Dopo anni di lavoro sotterraneo, di logoramento di qualsiasi voce fuori dal coro, si parte con l'attacco frontale. TAGLI a gran voce rivendicati come una necessità per il bene comune, distruzione di qualsiasi idea che non sia strettamente la lezione frontale: gite, corsi di lingua, laboratori, attività extrascolastiche, non deve accadere più nulla. La scuola deve essere un luogo noioso da cui scappare il prima possibile, e un luogo di frustrazione per chi ha deciso di lavorarci!
ELIMINAZIONE di qualsiasi partecipazione nella vita della scuola: motivazione? E' un residuo del '68! E' colpa dei professori di sinistra che non permettono una normale collaborazione docente-discente! La scuola il pomeriggio deve restare chiusa, non può mica essere un covo di zecche (che si sa o diventano terroristi o tossici)!
A questo ci si può rivolgere direttamente ai cittadini, alquanto allarmati per il futuro dei loro figli...anzi ancora meglio rivolgersi direttamente alle MAMME! Care mamme – oramai consapevoli che le scuole pubbliche hanno un offerta formativa decente se al centro, tremenda se in periferia – è ora il momento di investire nell'educazione e quindi nelle scuole private, dove potrete decidere direttamente cosa verrà insegnato ai vostri figli, e soprattutto non rischieranno di finire in classi con bambini poco dediti allo studio, come figli di immigrati o magari rom.
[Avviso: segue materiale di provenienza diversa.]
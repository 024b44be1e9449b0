use parking_lot::Mutex;
use std::error::Error;
use std::io;
use std::process;
use std::sync::Arc;
use tracing::info;
use tracing_subscriber::EnvFilter;

use rusty_board::console::{run_console, ConsoleConfig};
use rusty_board::debug::{DebugConfig, DebugSession};
use rusty_board::engine::{Engine, EngineConfig};
use rusty_board::system_config::{SystemConfig, SystemFactory};
use rusty_board::systems::{build_demo_board, countdown_program};

const USAGE: &str = "usage: rusty_board [project.json] [--ticks N] [--save out.json] [--console]";

#[derive(Debug, Default)]
struct Options {
    project: Option<String>,
    ticks: Option<u64>,
    save: Option<String>,
    console: bool,
}

fn parse_args(mut args: impl Iterator<Item = String>) -> Result<Options, String> {
    let mut options = Options::default();
    while let Some(arg) = args.next() {
        match arg.as_str() {
            "--ticks" => {
                let value = args.next().ok_or("--ticks needs a value")?;
                let ticks = value
                    .parse()
                    .map_err(|_| format!("invalid tick count '{}'", value))?;
                options.ticks = Some(ticks);
            }
            "--save" => options.save = Some(args.next().ok_or("--save needs a path")?),
            "--console" => options.console = true,
            "-h" | "--help" => return Err(USAGE.to_string()),
            flag if flag.starts_with("--") => return Err(format!("unknown option '{}'\n{}", flag, USAGE)),
            path if options.project.is_none() => options.project = Some(path.to_string()),
            extra => return Err(format!("unexpected argument '{}'\n{}", extra, USAGE)),
        }
    }
    Ok(options)
}

fn load_engine(options: &Options) -> Result<(String, Engine), Box<dyn Error>> {
    match &options.project {
        Some(path) => {
            let config = SystemConfig::load_json(path)?;
            let engine = SystemFactory::new().create(&config)?;
            Ok((config.name, engine))
        }
        None => {
            let mut engine = Engine::new(EngineConfig::default());
            build_demo_board(&mut engine, &countdown_program(5))?;
            Ok(("demo".to_string(), engine))
        }
    }
}

fn run_headless(name: &str, engine: &mut Engine, ticks: u64) -> Result<(), Box<dyn Error>> {
    let session = DebugSession::attach(engine, DebugConfig::default());
    let latches: Vec<_> = engine
        .components()
        .filter(|c| c.descriptor.model == "output_latch")
        .filter_map(|c| c.pin("Q"))
        .collect();
    for pin in &latches {
        session.watch(*pin);
    }

    for issue in engine.validate() {
        println!("warning: {}", issue.message);
    }

    println!("Running '{}' for {} ticks", name, ticks);
    let result = engine.step(ticks);

    for entry in session.debugger().recent_traces(usize::MAX) {
        println!("tick {:>6}  {}  {}", entry.tick, entry.pin, entry.to);
    }
    for component in engine.components() {
        println!("{:<10} {}", component.name(), component.describe());
    }
    let stats = engine.stats();
    println!(
        "tick={} state={:?} evaluations={} warnings={} nets={}",
        stats.tick, stats.state, stats.evaluations, stats.warnings, stats.connections.nets
    );
    session.detach(engine);

    if let Err(err) = result {
        println!("halted: {}", err);
    }
    Ok(())
}

fn run() -> Result<(), Box<dyn Error>> {
    let options = parse_args(std::env::args().skip(1))?;
    let (name, mut engine) = load_engine(&options)?;
    info!(project = %name, components = engine.components().count(), "loaded board");

    let engine = if options.console {
        let shared = Arc::new(Mutex::new(engine));
        run_console(shared.clone(), ConsoleConfig::default())?;
        Arc::try_unwrap(shared)
            .map(Mutex::into_inner)
            .map_err(|_| "engine still shared after console exit")?
    } else {
        run_headless(&name, &mut engine, options.ticks.unwrap_or(64))?;
        engine
    };

    if let Some(path) = &options.save {
        SystemConfig::capture(&engine, &name).save_json(path)?;
        println!("Saved project to {}", path);
    }
    Ok(())
}

fn main() {
    let filter = EnvFilter::try_from_default_env().unwrap_or_else(|_| EnvFilter::new("warn"));
    tracing_subscriber::fmt()
        .with_env_filter(filter)
        .with_target(true)
        .with_writer(io::stderr)
        .init();

    if let Err(err) = run() {
        eprintln!("{}", err);
        process::exit(1);
    }
}

#[cfg(test)]
mod tests {
    use super::*;

    fn args(list: &[&str]) -> impl Iterator<Item = String> {
        list.iter().map(|s| s.to_string()).collect::<Vec<_>>().into_iter()
    }

    #[test]
    fn test_parse_args() {
        let options = parse_args(args(&["board.json", "--ticks", "100", "--save", "out.json"])).unwrap();
        assert_eq!(options.project.as_deref(), Some("board.json"));
        assert_eq!(options.ticks, Some(100));
        assert_eq!(options.save.as_deref(), Some("out.json"));
        assert!(!options.console);
    }

    #[test]
    fn test_parse_args_errors() {
        assert!(parse_args(args(&["--ticks"])).is_err());
        assert!(parse_args(args(&["--ticks", "many"])).is_err());
        assert!(parse_args(args(&["a.json", "b.json"])).is_err());
        assert!(parse_args(args(&["--fast"])).is_err());
    }
}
Far dipendere direttamente il ministero dell'istruzione (nel frattempo avrete già eliminato pubblica, se non lo avrà già fatto il centro-sinistra) dall'economia, così il caro buon vecchio Giulio potrà finalmente decidere cosa fare con quei quattro spiccioli rimasti nelle casse delle scuole, ma soprattutto avrà in mano un immenso patrimonio immobiliare.
SCREDITARE studenti, professori, precari, personale ata, presidi, ex insegnanti, ricercatori, insegnanti di sostegno: NESSUNO deve poter mettere bocca sulla scuola pubblica, la scuola di tutti che quindi deve rimanere di nessuno.
E dopo gli eclatanti scoppi...continuare a tagliare qui e là come se nulla fosse...e ricominciate dal punto uno senza nessuno problema, per quante volte reputate necessario, finché solo i morti di fame rimarranno nelle scuole pubbliche e ricchi andranno nelle scuole private, i ricchi e belli all'estero, mentre Voi avrete fatto una grande piacere a Voi stessi, ai Vostri amici e al capitale finanziario.
Grazie
Giulio T.
PS: Potreste avere qualche piccolo problema durante il percorso tipo: manifestazioni, tumulti, insorgenze, come si sono viste a Roma, Londra o Atene ma non vi preoccupate Voi andate avanti, qualcuno alla fine avrà la meglio.
nota della redazione:
Ma siete così sicuri che sarete Voi?